Over them now burst the bloodiest berserk battle of that bloody day. The soldiers, the bushmen, and the reclaimed Raposa, already smeared from head to foot with red stains from their own veins and those of foemen, went stark mad. Before their united ferocity the men of Umanuh dropped as if rolled under by an inexorable machine of war. Backward they reeled, striving now to escape the red wall of cold steel surging at them--only to fall under a fresh attack of ravening Mayorunas who came pouring in upon them from the sides. The last of the group lurched headless to the ground under a decapitating side-swing from the awful club of Monitaya himself.

Then Knowlton, his lifeblood still draining slowly but surely away through his wounded shoulder, pitched on his face and was still.

“Back!” gasped Tim. “Git looey and cap out o’ this! Here, you Raposy! Lend a hand!”

The Raposa, his green eyes ablaze and his obdurate calmness totally gone, glared around as if seeking one more Red Bone to kill. Then, as Tim heaved the lieutenant across his shoulders and went lunging across contorted bodies toward the malocas, he ran back to the heap where McKay lay and dug him clear. Lourenço aided him in lifting the captain, and they bore him off after Knowlton.

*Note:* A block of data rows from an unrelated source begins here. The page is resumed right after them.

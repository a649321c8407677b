use std::fmt;

use thiserror::Error;

use crate::code::Code;
use crate::err::{Err, Options, render};

/// Базовые ошибки, которые оборачивает конвертер и которые можно искать в
/// цепочке через [`crate::is_sentinel`].
#[derive(Debug, Clone, Copy, PartialEq, Eq, Hash, Error)]
pub enum Sentinel {
    /// Нарушено ограничение уникальности.
    #[error("{}", Rendered(Sentinel::NotUnique))]
    NotUnique,
    /// Нарушено ограничение NOT NULL.
    #[error("{}", Rendered(Sentinel::NotNull))]
    NotNull,
    /// Нарушено check-ограничение.
    #[error("{}", Rendered(Sentinel::CheckConstraint))]
    CheckConstraint,
    /// Запись не найдена.
    #[error("{}", Rendered(Sentinel::RecordNotFound))]
    RecordNotFound,
    /// Некорректная маска полей.
    #[error("{}", Rendered(Sentinel::InvalidFieldMask))]
    InvalidFieldMask,
    /// Пустая маска полей.
    #[error("{}", Rendered(Sentinel::EmptyFieldMask))]
    EmptyFieldMask,
}

impl Sentinel {
    /// Код, под которым регистрируется базовая ошибка.
    pub fn code(self) -> Code {
        match self {
            Sentinel::NotUnique => Code::NOT_UNIQUE,
            Sentinel::NotNull => Code::NOT_NULL,
            Sentinel::CheckConstraint => Code::CHECK_CONSTRAINT,
            Sentinel::RecordNotFound => Code::RECORD_NOT_FOUND,
            Sentinel::InvalidFieldMask => Code::INVALID_FIELD_MASK,
            Sentinel::EmptyFieldMask => Code::EMPTY_FIELD_MASK,
        }
    }

    /// Фиксированное сообщение базовой ошибки.
    pub fn message(self) -> &'static str {
        match self {
            Sentinel::NotUnique => "unique constraint violation",
            Sentinel::NotNull => "must not be empty",
            Sentinel::CheckConstraint => "check constraint violated",
            Sentinel::RecordNotFound => "record not found",
            Sentinel::InvalidFieldMask => "invalid field mask",
            Sentinel::EmptyFieldMask => "empty field mask",
        }
    }

    /// Эквивалентная [`Err`] с тем же кодом и сообщением, без причины.
    pub fn into_err(self) -> Err {
        Err::new(self.code(), Options::default().with_msg(self.message()))
    }
}

struct Rendered(Sentinel);

impl fmt::Display for Rendered {
    fn fmt(&self, f: &mut fmt::Formatter<'_>) -> fmt::Result {
        render(f, None, Some(self.0.message()), self.0.code(), None)
    }
}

Pedro and José shoved the other bodies aside until they uncovered the prone figure of Schwandorf--a ghastly form dyed from hair to heels with the blood of the cannibals whom he had led there. To all appearances he was dead. Yet the Brazilian and the Peruvian looked keenly at him, then at each other.

“There is a saying, is there not, that the devil takes care of his own?” grinned José. “It would be sad if this man should yet live and escape. See! What is that tall Red Bone doing over yonder?”

Pedro followed his pointing finger. He saw no such Red Bone as José had mentioned. But when he looked back at Schwandorf he noticed something that made him glance quickly at José once more.